State aid: Commission approves prolongation of Irish credit union restructuring scheme

The European Commission has found the prolongation until 31 October 2015 of an Irish scheme aimed at restructuring credit unions to be in line with EU state aid rules on the restructuring of banks during the crisis (see also MEMO). The objective of the scheme is to underpin the stability and long-term viability of credit unions and the credit union at large. Restructuring involves merging weaker and stronger credit unions, providing, if necessary, a capital injection to make up any shortfall in the capital reserve requirements of the merged credit union. Stabilisation involves assisting fundamentally viable credit unions that have temporarily slipped below the regulatory reserve requirements.

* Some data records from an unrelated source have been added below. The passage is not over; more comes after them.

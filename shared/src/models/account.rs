//! Account Model

use serde::{Deserialize, Serialize};

/// Account role, lowest to highest tier
#[derive(Debug, Clone, Copy, PartialEq, Eq, PartialOrd, Ord, Hash, Serialize, Deserialize)]
#[cfg_attr(feature = "db", derive(sqlx::Type))]
#[cfg_attr(feature = "db", sqlx(rename_all = "SCREAMING_SNAKE_CASE"))]
#[serde(rename_all = "SCREAMING_SNAKE_CASE")]
pub enum Role {
    Employee,
    Supervisor,
    Manager,
    Administrator,
}

impl Role {
    pub fn as_str(&self) -> &'static str {
        match self {
            Self::Employee => "EMPLOYEE",
            Self::Supervisor => "SUPERVISOR",
            Self::Manager => "MANAGER",
            Self::Administrator => "ADMINISTRATOR",
        }
    }

    pub fn from_str(s: &str) -> Option<Self> {
        match s {
            "EMPLOYEE" => Some(Self::Employee),
            "SUPERVISOR" => Some(Self::Supervisor),
            "MANAGER" => Some(Self::Manager),
            "ADMINISTRATOR" => Some(Self::Administrator),
            _ => None,
        }
    }

    /// Management tier: bypasses the attendance gate, authors whose reports
    /// skip the supervisor review tier.
    pub fn is_management(&self) -> bool {
        matches!(self, Self::Manager | Self::Administrator)
    }

    /// Roles allowed to decide time extensions.
    pub fn can_decide_extensions(&self) -> bool {
        matches!(self, Self::Supervisor | Self::Manager | Self::Administrator)
    }
}

impl std::fmt::Display for Role {
    fn fmt(&self, f: &mut std::fmt::Formatter<'_>) -> std::fmt::Result {
        f.write_str(self.as_str())
    }
}

/// Second-factor method
#[derive(Debug, Clone, Copy, PartialEq, Eq, Serialize, Deserialize, Default)]
#[serde(rename_all = "snake_case")]
pub enum TwoFactorMethod {
    #[default]
    Totp,
}

/// Security settings blob, stored as JSON on the account row.
///
/// Versioned, explicitly named fields; every write goes through the pure
/// [`SecuritySettings::apply`] merge instead of ad-hoc document patching.
/// Secrets and backup codes are stored only in sealed (authenticated
/// encrypted, base64) form.
#[derive(Debug, Clone, PartialEq, Serialize, Deserialize)]
pub struct SecuritySettings {
    #[serde(default = "SecuritySettings::current_version")]
    pub version: u32,
    #[serde(default)]
    pub two_factor_enabled: bool,
    #[serde(default)]
    pub two_factor_method: TwoFactorMethod,
    /// Sealed TOTP secret (None until enrolled)
    #[serde(default)]
    pub totp_secret: Option<String>,
    /// Sealed single-use backup codes
    #[serde(default)]
    pub backup_codes: Vec<String>,
}

impl Default for SecuritySettings {
    fn default() -> Self {
        Self {
            version: Self::current_version(),
            two_factor_enabled: false,
            two_factor_method: TwoFactorMethod::Totp,
            totp_secret: None,
            backup_codes: Vec::new(),
        }
    }
}

impl SecuritySettings {
    pub const fn current_version() -> u32 {
        1
    }

    /// Pure merge: old settings + patch → new settings.
    ///
    /// Disabling two-factor discards the secret and backup codes so a
    /// re-enable always starts from a fresh enrollment.
    pub fn apply(&self, patch: &SecuritySettingsPatch) -> Self {
        let mut next = self.clone();
        next.version = Self::current_version();
        if let Some(method) = patch.two_factor_method {
            next.two_factor_method = method;
        }
        if let Some(secret) = &patch.totp_secret {
            next.totp_secret = Some(secret.clone());
        }
        if let Some(codes) = &patch.backup_codes {
            next.backup_codes = codes.clone();
        }
        if let Some(enabled) = patch.two_factor_enabled {
            next.two_factor_enabled = enabled;
            if !enabled {
                next.totp_secret = None;
                next.backup_codes.clear();
            }
        }
        next
    }
}

/// Partial update for [`SecuritySettings`]
#[derive(Debug, Clone, Default, Serialize, Deserialize)]
pub struct SecuritySettingsPatch {
    pub two_factor_enabled: Option<bool>,
    pub two_factor_method: Option<TwoFactorMethod>,
    /// Already-sealed secret (the server seals plaintext before patching)
    pub totp_secret: Option<String>,
    /// Already-sealed backup codes
    pub backup_codes: Option<Vec<String>>,
}

/// Account entity
///
/// Accounts are never deleted, only deactivated (`is_active = false`).
#[derive(Debug, Clone, Serialize, Deserialize)]
#[cfg_attr(feature = "db", derive(sqlx::FromRow))]
pub struct Account {
    pub id: i64,
    pub email: String,
    pub display_name: String,
    #[serde(skip_serializing)]
    pub hash_pass: String,
    pub role: Role,
    pub department_id: Option<i64>,
    /// Consecutive failed password attempts since the last success
    pub failed_attempts: i64,
    /// Lockout flag; an expired `lock_expires_at` is cleared lazily on the
    /// next authentication attempt
    pub locked: bool,
    /// Unix millis; None = indefinite (manual admin lock)
    pub lock_expires_at: Option<i64>,
    pub is_online: bool,
    pub last_active_at: Option<i64>,
    pub last_login_at: Option<i64>,
    /// Day of month on which this account's monthly report is generated
    pub month_end_day: i64,
    pub is_active: bool,
    #[serde(default, skip_serializing)]
    #[cfg_attr(feature = "db", sqlx(json))]
    pub security: SecuritySettings,
    pub created_at: i64,
    pub updated_at: i64,
}

/// Account response (no credential material)
#[derive(Debug, Clone, Serialize, Deserialize)]
pub struct AccountResponse {
    pub id: i64,
    pub email: String,
    pub display_name: String,
    pub role: Role,
    pub department_id: Option<i64>,
    pub is_online: bool,
    pub locked: bool,
    pub is_active: bool,
    pub two_factor_enabled: bool,
    pub last_login_at: Option<i64>,
}

impl From<Account> for AccountResponse {
    fn from(a: Account) -> Self {
        Self {
            id: a.id,
            email: a.email,
            display_name: a.display_name,
            role: a.role,
            department_id: a.department_id,
            is_online: a.is_online,
            locked: a.locked,
            is_active: a.is_active,
            two_factor_enabled: a.security.two_factor_enabled,
            last_login_at: a.last_login_at,
        }
    }
}

/// Create account payload
#[derive(Debug, Clone, Serialize, Deserialize)]
pub struct AccountCreate {
    pub email: String,
    pub password: String,
    pub display_name: Option<String>,
    pub role: Role,
    pub department_id: Option<i64>,
    pub month_end_day: Option<i64>,
}

/// Update account payload
#[derive(Debug, Clone, Default, Serialize, Deserialize)]
pub struct AccountUpdate {
    #[serde(skip_serializing_if = "Option::is_none")]
    pub display_name: Option<String>,
    #[serde(skip_serializing_if = "Option::is_none")]
    pub password: Option<String>,
    #[serde(skip_serializing_if = "Option::is_none")]
    pub role: Option<Role>,
    #[serde(skip_serializing_if = "Option::is_none")]
    pub department_id: Option<i64>,
    #[serde(skip_serializing_if = "Option::is_none")]
    pub month_end_day: Option<i64>,
    #[serde(skip_serializing_if = "Option::is_none")]
    pub is_active: Option<bool>,
}

#[cfg(test)]
mod tests {
    use super::*;

    #[test]
    fn merge_enables_two_factor_with_secret() {
        let base = SecuritySettings::default();
        let next = base.apply(&SecuritySettingsPatch {
            two_factor_enabled: Some(true),
            totp_secret: Some("sealed-secret".into()),
            backup_codes: Some(vec!["sealed-a".into(), "sealed-b".into()]),
            ..Default::default()
        });
        assert!(next.two_factor_enabled);
        assert_eq!(next.totp_secret.as_deref(), Some("sealed-secret"));
        assert_eq!(next.backup_codes.len(), 2);
        // base is untouched — apply is pure
        assert!(!base.two_factor_enabled);
    }

    #[test]
    fn merge_disable_discards_secret_material() {
        let enabled = SecuritySettings {
            two_factor_enabled: true,
            totp_secret: Some("sealed".into()),
            backup_codes: vec!["sealed-a".into()],
            ..Default::default()
        };
        let next = enabled.apply(&SecuritySettingsPatch {
            two_factor_enabled: Some(false),
            ..Default::default()
        });
        assert!(!next.two_factor_enabled);
        assert!(next.totp_secret.is_none());
        assert!(next.backup_codes.is_empty());
    }

    #[test]
    fn merge_without_fields_is_identity_except_version() {
        let base = SecuritySettings {
            version: 0,
            two_factor_enabled: true,
            totp_secret: Some("sealed".into()),
            ..Default::default()
        };
        let next = base.apply(&SecuritySettingsPatch::default());
        assert_eq!(next.version, SecuritySettings::current_version());
        assert_eq!(next.totp_secret, base.totp_secret);
        assert_eq!(next.two_factor_enabled, base.two_factor_enabled);
    }

    #[test]
    fn role_ordering_matches_tiers() {
        assert!(Role::Administrator > Role::Manager);
        assert!(Role::Manager > Role::Supervisor);
        assert!(Role::Supervisor > Role::Employee);
        assert!(Role::Manager.is_management());
        assert!(!Role::Supervisor.is_management());
        assert!(Role::Supervisor.can_decide_extensions());
        assert!(!Role::Employee.can_decide_extensions());
    }
}
//! 访问控制模块
//!
//! 两层门禁：
//!
//! - [`working_hours`] - 组织级工作时间硬闸（全员，先于按用户决策）
//! - [`engine`] - 按用户考勤/延时决策（每请求重新评估）
//!
//! 组合方式见 [`crate::auth::middleware`]。

pub mod engine;
pub mod working_hours;

pub use engine::{AccessDecision, AllowReason, DenyReason, decide, has_live_extension};
pub use working_hours::WorkingHours;
//! Account Repository

use super::{RepoError, RepoResult};
use shared::models::{Account, AccountCreate, AccountUpdate, SecuritySettings};
use shared::snowflake_id;
use sqlx::SqlitePool;

const COLUMNS: &str = "id, email, display_name, hash_pass, role, department_id, \
    failed_attempts, locked, lock_expires_at, is_online, last_active_at, last_login_at, \
    month_end_day, is_active, security, created_at, updated_at";

pub async fn find_by_id(pool: &SqlitePool, id: i64) -> RepoResult<Option<Account>> {
    let sql = format!("SELECT {COLUMNS} FROM account WHERE id = ?");
    let account = sqlx::query_as::<_, Account>(&sql)
        .bind(id)
        .fetch_optional(pool)
        .await?;
    Ok(account)
}

pub async fn find_by_email(pool: &SqlitePool, email: &str) -> RepoResult<Option<Account>> {
    let sql = format!("SELECT {COLUMNS} FROM account WHERE email = ?");
    let account = sqlx::query_as::<_, Account>(&sql)
        .bind(email)
        .fetch_optional(pool)
        .await?;
    Ok(account)
}

pub async fn find_all(pool: &SqlitePool) -> RepoResult<Vec<Account>> {
    let sql = format!("SELECT {COLUMNS} FROM account ORDER BY display_name");
    let accounts = sqlx::query_as::<_, Account>(&sql).fetch_all(pool).await?;
    Ok(accounts)
}

pub async fn find_active(pool: &SqlitePool) -> RepoResult<Vec<Account>> {
    let sql = format!("SELECT {COLUMNS} FROM account WHERE is_active = 1 ORDER BY display_name");
    let accounts = sqlx::query_as::<_, Account>(&sql).fetch_all(pool).await?;
    Ok(accounts)
}

pub async fn find_by_department(
    pool: &SqlitePool,
    department_id: i64,
) -> RepoResult<Vec<Account>> {
    let sql = format!(
        "SELECT {COLUMNS} FROM account WHERE department_id = ? AND is_active = 1 \
         ORDER BY display_name"
    );
    let accounts = sqlx::query_as::<_, Account>(&sql)
        .bind(department_id)
        .fetch_all(pool)
        .await?;
    Ok(accounts)
}

pub async fn create(
    pool: &SqlitePool,
    data: AccountCreate,
    hash_pass: String,
    now: i64,
) -> RepoResult<Account> {
    if find_by_email(pool, &data.email).await?.is_some() {
        return Err(RepoError::Duplicate(format!(
            "Email '{}' already registered",
            data.email
        )));
    }

    let id = snowflake_id();
    let display_name = data.display_name.unwrap_or_else(|| data.email.clone());
    let security = serde_json::to_string(&SecuritySettings::default())
        .map_err(|e| RepoError::Database(e.to_string()))?;

    sqlx::query(
        "INSERT INTO account (id, email, display_name, hash_pass, role, department_id, \
         month_end_day, security, created_at, updated_at) \
         VALUES (?, ?, ?, ?, ?, ?, ?, ?, ?, ?)",
    )
    .bind(id)
    .bind(&data.email)
    .bind(&display_name)
    .bind(&hash_pass)
    .bind(data.role)
    .bind(data.department_id)
    .bind(data.month_end_day.unwrap_or(25))
    .bind(&security)
    .bind(now)
    .bind(now)
    .execute(pool)
    .await?;

    find_by_id(pool, id)
        .await?
        .ok_or_else(|| RepoError::Database("Failed to create account".into()))
}

pub async fn update(
    pool: &SqlitePool,
    id: i64,
    data: AccountUpdate,
    hash_pass: Option<String>,
    now: i64,
) -> RepoResult<Account> {
    let existing = find_by_id(pool, id)
        .await?
        .ok_or_else(|| RepoError::NotFound(format!("Account {} not found", id)))?;

    sqlx::query(
        "UPDATE account SET display_name = ?, hash_pass = ?, role = ?, department_id = ?, \
         month_end_day = ?, is_active = ?, updated_at = ? WHERE id = ?",
    )
    .bind(data.display_name.unwrap_or(existing.display_name))
    .bind(hash_pass.unwrap_or(existing.hash_pass))
    .bind(data.role.unwrap_or(existing.role))
    .bind(data.department_id.or(existing.department_id))
    .bind(data.month_end_day.unwrap_or(existing.month_end_day))
    .bind(data.is_active.unwrap_or(existing.is_active))
    .bind(now)
    .bind(id)
    .execute(pool)
    .await?;

    find_by_id(pool, id)
        .await?
        .ok_or_else(|| RepoError::NotFound(format!("Account {} not found", id)))
}

/// Record one failed password attempt and return the new counter value.
pub async fn record_failed_attempt(pool: &SqlitePool, id: i64, now: i64) -> RepoResult<i64> {
    sqlx::query("UPDATE account SET failed_attempts = failed_attempts + 1, updated_at = ? WHERE id = ?")
        .bind(now)
        .bind(id)
        .execute(pool)
        .await?;

    let attempts: i64 =
        sqlx::query_scalar("SELECT failed_attempts FROM account WHERE id = ?")
            .bind(id)
            .fetch_one(pool)
            .await?;
    Ok(attempts)
}

/// Lock the account. `expires_at = None` locks indefinitely (admin lock).
pub async fn set_lock(
    pool: &SqlitePool,
    id: i64,
    expires_at: Option<i64>,
    now: i64,
) -> RepoResult<()> {
    sqlx::query("UPDATE account SET locked = 1, lock_expires_at = ?, updated_at = ? WHERE id = ?")
        .bind(expires_at)
        .bind(now)
        .bind(id)
        .execute(pool)
        .await?;
    Ok(())
}

/// Clear lock state and the failure counter (lazy unlock, admin unlock).
pub async fn clear_lock(pool: &SqlitePool, id: i64, now: i64) -> RepoResult<()> {
    sqlx::query(
        "UPDATE account SET locked = 0, lock_expires_at = NULL, failed_attempts = 0, \
         updated_at = ? WHERE id = ?",
    )
    .bind(now)
    .bind(id)
    .execute(pool)
    .await?;
    Ok(())
}

/// Full-success bookkeeping: counter reset, lock cleared, login stamped.
pub async fn mark_login_success(pool: &SqlitePool, id: i64, now: i64) -> RepoResult<()> {
    sqlx::query(
        "UPDATE account SET failed_attempts = 0, locked = 0, lock_expires_at = NULL, \
         last_login_at = ?, updated_at = ? WHERE id = ?",
    )
    .bind(now)
    .bind(now)
    .bind(id)
    .execute(pool)
    .await?;
    Ok(())
}

/// Presence flag — only the presence service calls this.
pub async fn set_presence(pool: &SqlitePool, id: i64, online: bool, now: i64) -> RepoResult<()> {
    sqlx::query("UPDATE account SET is_online = ?, last_active_at = ?, updated_at = ? WHERE id = ?")
        .bind(online)
        .bind(now)
        .bind(now)
        .bind(id)
        .execute(pool)
        .await?;
    Ok(())
}

/// Replace the security settings blob (already merged by the caller).
pub async fn update_security(
    pool: &SqlitePool,
    id: i64,
    security: &SecuritySettings,
    now: i64,
) -> RepoResult<()> {
    let blob = serde_json::to_string(security).map_err(|e| RepoError::Database(e.to_string()))?;
    sqlx::query("UPDATE account SET security = ?, updated_at = ? WHERE id = ?")
        .bind(&blob)
        .bind(now)
        .bind(id)
        .execute(pool)
        .await?;
    Ok(())
}

pub async fn set_password(
    pool: &SqlitePool,
    id: i64,
    hash_pass: String,
    now: i64,
) -> RepoResult<()> {
    sqlx::query("UPDATE account SET hash_pass = ?, updated_at = ? WHERE id = ?")
        .bind(&hash_pass)
        .bind(now)
        .bind(id)
        .execute(pool)
        .await?;
    Ok(())
}
//! Logging Infrastructure
//!
//! Structured logging setup with support for both development and production
//! environments. File output rolls daily when a log directory is configured.

use std::path::Path;

/// Initialize the logger with defaults (stdout, level from RUST_LOG or info)
pub fn init_logger() {
    init_logger_with_file(None, None);
}

/// Initialize the logger with optional file output
pub fn init_logger_with_file(log_level: Option<&str>, log_dir: Option<&str>) {
    let level = log_level.unwrap_or("info");

    let filter = tracing_subscriber::EnvFilter::try_from_default_env()
        .unwrap_or_else(|_| tracing_subscriber::EnvFilter::new(level));

    let subscriber = tracing_subscriber::fmt()
        .with_env_filter(filter)
        .with_file(false)
        .with_line_number(false)
        .with_thread_ids(false)
        .with_target(false);

    // Add file output if log_dir is provided
    if let Some(dir) = log_dir {
        let log_path = Path::new(dir);
        if log_path.exists()
            && let Some(dir_str) = log_path.to_str()
        {
            let file_appender = tracing_appender::rolling::daily(dir_str, "tempo-server");
            subscriber.with_writer(file_appender).init();
            return;
        }
    }

    subscriber.init();
}
//! Attendance Model (考勤记录)

use serde::{Deserialize, Serialize};

/// Attendance record — one row per (account, calendar date)
///
/// Created by the first clock-in of the day; clock-out fills the same row.
/// The UNIQUE(account_id, work_date) index is the only concurrency guard
/// against duplicate creation.
#[derive(Debug, Clone, Serialize, Deserialize)]
#[cfg_attr(feature = "db", derive(sqlx::FromRow))]
pub struct AttendanceRecord {
    pub id: i64,
    pub account_id: i64,
    /// Calendar date in the organizational timezone (YYYY-MM-DD)
    pub work_date: String,
    /// Unix millis
    pub clock_in_at: Option<i64>,
    pub clock_out_at: Option<i64>,
    pub clock_in_lat: Option<f64>,
    pub clock_in_lng: Option<f64>,
    pub clock_out_lat: Option<f64>,
    pub clock_out_lng: Option<f64>,
    pub created_at: i64,
    pub updated_at: i64,
}

impl AttendanceRecord {
    pub fn is_clocked_in(&self) -> bool {
        self.clock_in_at.is_some()
    }

    pub fn is_clocked_out(&self) -> bool {
        self.clock_out_at.is_some()
    }
}

/// Clock-in / clock-out payload (geolocation optional)
#[derive(Debug, Clone, Default, Serialize, Deserialize)]
pub struct ClockPayload {
    pub lat: Option<f64>,
    pub lng: Option<f64>,
}
//! 认证与门禁中间件
//!
//! 三层关卡，由外向内依次执行：
//!
//! 1. [`require_auth`] — JWT 校验，注入 [`CurrentUser`]
//! 2. [`working_hours_gate`] — 全局工作时间硬闸（管理员豁免；窗口外无
//!    有效延时 → 重定向到说明页，不在数据层拒绝）
//! 3. [`attendance_gate`] — 按用户的考勤/延时门禁（每个请求重新评估，
//!    不缓存）
//!
//! # 跳过认证的路径
//!
//! - `OPTIONS *` (CORS 预检)
//! - 非 `/api/` 路径
//! - `/api/auth/login`、`/api/auth/password-reset/*`
//! - `/api/health`、`/api/info/*`
//! - `/api/events` (WebSocket 升级，握手时以 query token 校验)

use axum::{
    extract::{Request, State},
    middleware::Next,
    response::{Redirect, IntoResponse, Response},
};
use shared::models::Role;

use crate::access;
use crate::auth::{CurrentUser, JwtService};
use crate::core::ServerState;
use crate::security_log;
use crate::utils::AppError;

/// 信息页路径 — 工作时间外的请求被重定向到这里
pub const OUTSIDE_HOURS_PATH: &str = "/api/info/outside-hours";

/// 无需 JWT 的公共路径
fn is_public_path(path: &str) -> bool {
    path == "/api/auth/login"
        || path.starts_with("/api/auth/password-reset")
        || path == "/api/health"
        || path.starts_with("/api/info/")
        || path == "/api/events"
}

/// 考勤门禁豁免路径 — 打卡、登出、延时申请必须在 denied 状态下仍可达，
/// 否则没打卡的人永远打不上卡
fn is_attendance_exempt(path: &str) -> bool {
    path.starts_with("/api/auth/")
        || path.starts_with("/api/attendance/")
        || path == "/api/extensions"
        || path == "/api/extensions/mine"
        || path.starts_with("/api/notifications")
}

/// 认证中间件 - 要求用户登录
///
/// 从 `Authorization: Bearer <token>` 头提取并验证 JWT。
/// 验证成功后将 [`CurrentUser`] 注入请求扩展。
pub async fn require_auth(
    State(state): State<ServerState>,
    mut req: Request,
    next: Next,
) -> Result<Response, AppError> {
    let path = req.uri().path();

    // 允许 CORS 预检的 OPTIONS 请求 (跳过认证)
    if req.method() == http::Method::OPTIONS {
        return Ok(next.run(req).await);
    }

    // 非 API 路由跳过认证 (让它们正常返回 404)
    if !path.starts_with("/api/") {
        return Ok(next.run(req).await);
    }

    if is_public_path(path) {
        return Ok(next.run(req).await);
    }

    let jwt_service = state.get_jwt_service();
    let auth_header = req
        .headers()
        .get(http::header::AUTHORIZATION)
        .and_then(|h| h.to_str().ok());

    let token = match auth_header {
        Some(header) => JwtService::extract_from_header(header)
            .ok_or_else(|| AppError::invalid_token("Invalid authorization header"))?,
        None => {
            security_log!("WARN", "auth_missing", uri = format!("{:?}", req.uri()));
            return Err(AppError::unauthorized());
        }
    };

    match jwt_service.validate_token(token) {
        Ok(claims) => {
            let user = CurrentUser::try_from(claims)
                .map_err(|e| AppError::invalid_token(format!("Malformed JWT claims: {}", e)))?;
            req.extensions_mut().insert(user);
            Ok(next.run(req).await)
        }
        Err(e) => {
            security_log!(
                "WARN",
                "auth_failed",
                error = format!("{}", e),
                uri = format!("{:?}", req.uri())
            );

            match e {
                crate::auth::JwtError::ExpiredToken => Err(AppError::token_expired()),
                _ => Err(AppError::invalid_token("Invalid token")),
            }
        }
    }
}

/// 全局工作时间硬闸
///
/// 独立于个人考勤状态，对所有非管理员角色生效，在按用户门禁之前评估。
/// 窗口外且无生效延时的请求被重定向到信息页，而不是返回 403。
pub async fn working_hours_gate(
    State(state): State<ServerState>,
    req: Request,
    next: Next,
) -> Result<Response, AppError> {
    let path = req.uri().path();

    if req.method() == http::Method::OPTIONS
        || !path.starts_with("/api/")
        || is_public_path(path)
    {
        return Ok(next.run(req).await);
    }

    // require_auth 在外层，未注入用户说明路径是公共的
    let Some(user) = req.extensions().get::<CurrentUser>().cloned() else {
        return Ok(next.run(req).await);
    };

    if user.role == Role::Administrator {
        return Ok(next.run(req).await);
    }

    let now_local = state.clock.now_in(state.config.timezone);
    if state.config.working_hours.is_open_at(now_local) {
        return Ok(next.run(req).await);
    }

    // 窗口外：生效中的已批准延时仍可放行
    if access::has_live_extension(&state, user.id).await? {
        return Ok(next.run(req).await);
    }

    security_log!(
        "INFO",
        "outside_working_hours",
        user_id = user.id.to_string(),
        uri = format!("{:?}", req.uri())
    );
    Ok(Redirect::temporary(OUTSIDE_HOURS_PATH).into_response())
}

/// 按用户考勤门禁
///
/// 每个受保护请求都重新评估 [`access::decide`]，不做请求间缓存。
pub async fn attendance_gate(
    State(state): State<ServerState>,
    req: Request,
    next: Next,
) -> Result<Response, AppError> {
    let path = req.uri().path();

    if req.method() == http::Method::OPTIONS
        || !path.starts_with("/api/")
        || is_public_path(path)
        || is_attendance_exempt(path)
    {
        return Ok(next.run(req).await);
    }

    let Some(user) = req.extensions().get::<CurrentUser>().cloned() else {
        return Ok(next.run(req).await);
    };

    match access::decide(&state, &user).await? {
        access::AccessDecision::Allowed(_) => Ok(next.run(req).await),
        access::AccessDecision::Denied(reason) => {
            security_log!(
                "INFO",
                "attendance_denied",
                user_id = user.id.to_string(),
                reason = reason.to_string()
            );
            Err(AppError::access_denied(reason))
        }
    }
}

/// 角色检查中间件 - 要求最低角色层级
///
/// # 用法
///
/// ```ignore
/// use axum::middleware;
/// Router::new()
///     .route("/api/accounts", get(handler::list))
///     .layer(middleware::from_fn(require_role(Role::Administrator)));
/// ```
///
/// # 错误
///
/// 层级不足返回 403 Forbidden
pub fn require_role(
    min: Role,
) -> impl Fn(
    Request,
    Next,
) -> std::pin::Pin<Box<dyn std::future::Future<Output = Result<Response, AppError>> + Send>>
+ Clone {
    move |req: Request, next: Next| {
        Box::pin(async move {
            let user = req
                .extensions()
                .get::<CurrentUser>()
                .ok_or(AppError::unauthorized())?;

            if !user.has_role(min) {
                security_log!(
                    "WARN",
                    "role_denied",
                    user_id = user.id.to_string(),
                    user_role = user.role.to_string(),
                    required_role = min.to_string()
                );
                return Err(AppError::forbidden(format!(
                    "Requires {} role or above",
                    min
                )));
            }

            Ok(next.run(req).await)
        })
    }
}

/// 从请求中提取 CurrentUser 的扩展方法
pub trait CurrentUserExt {
    /// 从请求扩展中获取 CurrentUser
    ///
    /// # 错误
    ///
    /// 未认证返回 401 Unauthorized
    fn current_user(&self) -> Result<&CurrentUser, AppError>;
}

impl CurrentUserExt for Request {
    fn current_user(&self) -> Result<&CurrentUser, AppError> {
        self.extensions()
            .get::<CurrentUser>()
            .ok_or(AppError::unauthorized())
    }
}
//! Tempo Server - 企业考勤与审批工作流服务
//!
//! # 架构概述
//!
//! 本模块是 Tempo Server 的主入口，提供以下核心功能：
//!
//! - **门禁** (`access`): 工作时间硬闸 + 按用户考勤/延时决策
//! - **认证** (`auth`): Argon2 密码 + 锁定守卫 + TOTP 2FA + 会话登记
//! - **报告** (`reports`): 四级审批状态机、任务锁、部门汇总、定时生成
//! - **审计** (`audit`): 不可变审计日志 (SHA256 哈希链)
//! - **数据库** (`db`): 嵌入式 SQLite (sqlx, WAL)
//! - **HTTP API** (`api`): RESTful API + WebSocket 事件流
//!
//! # 模块结构
//!
//! ```text
//! tempo-server/src/
//! ├── core/          # 配置、状态、服务器、后台任务
//! ├── auth/          # JWT、凭证守卫、2FA、会话、中间件
//! ├── access/        # 访问决策引擎、工作时间窗口
//! ├── reports/       # 审批状态机、任务锁、汇总、调度器
//! ├── audit/         # 审计日志
//! ├── services/      # 在线状态、站内通知
//! ├── message/       # 广播总线
//! ├── api/           # HTTP 路由和处理器
//! ├── db/            # 数据库层
//! └── utils/         # 错误、日志、时间、校验
//! ```

pub mod access;
pub mod api;
pub mod audit;
pub mod auth;
pub mod core;
pub mod db;
pub mod message;
pub mod reports;
pub mod services;
pub mod utils;

// Re-export 公共类型
pub use auth::{CurrentUser, JwtService};
pub use core::{Config, Server, ServerState};
pub use utils::{AppError, AppResponse, AppResult};

// Re-export logger functions
pub use utils::logger::{init_logger, init_logger_with_file};

// Security logging macro - 支持 tracing 格式说明符
#[macro_export]
macro_rules! security_log {
    ($level:expr, $event:expr, $($key:ident = $value:expr),* $(,)?) => {
        tracing::info!(
            target: "security",
            level = $level,
            event = $event,
            $($key = $value),*
        );
    };
}

/// 设置运行环境 (dotenv + 日志)
pub fn setup_environment() -> Result<(), Box<dyn std::error::Error>> {
    let _ = dotenv::dotenv();

    let log_dir = std::env::var("LOG_DIR").ok();
    init_logger_with_file(
        std::env::var("LOG_LEVEL").ok().as_deref(),
        log_dir.as_deref(),
    );

    Ok(())
}

pub fn print_banner() {
    println!(
        r#"
  ______
 /_  __/__  ____ ___  ____  ____
  / / / _ \/ __ `__ \/ __ \/ __ \
 / / /  __/ / / / / / /_/ / /_/ /
/_/  \___/_/ /_/ /_/ .___/\____/
                  /_/
    "#
    );
}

The scheme will have a budget of € 250 million to support mergers and a budget of € 30 million to stabilise specific credit unions that will be funded via a sector levy. The scheme is valid until 31 October 2015. The Commission found in particular that the measure ensures that the beneficiaries become viable in the long-term through restructuring or merging with sound credit unions and that they contribute to the cost of restructuring. Moreover, the impact on competition is mitigated by the fact that a credit union may only do business with customers fulfilling its membership criteria, for example members drawn from a common location or profession. The Commission had first authorised the scheme in 2014. More information will be available on the Commission’s competition website, in the public case register under the reference SA.41371.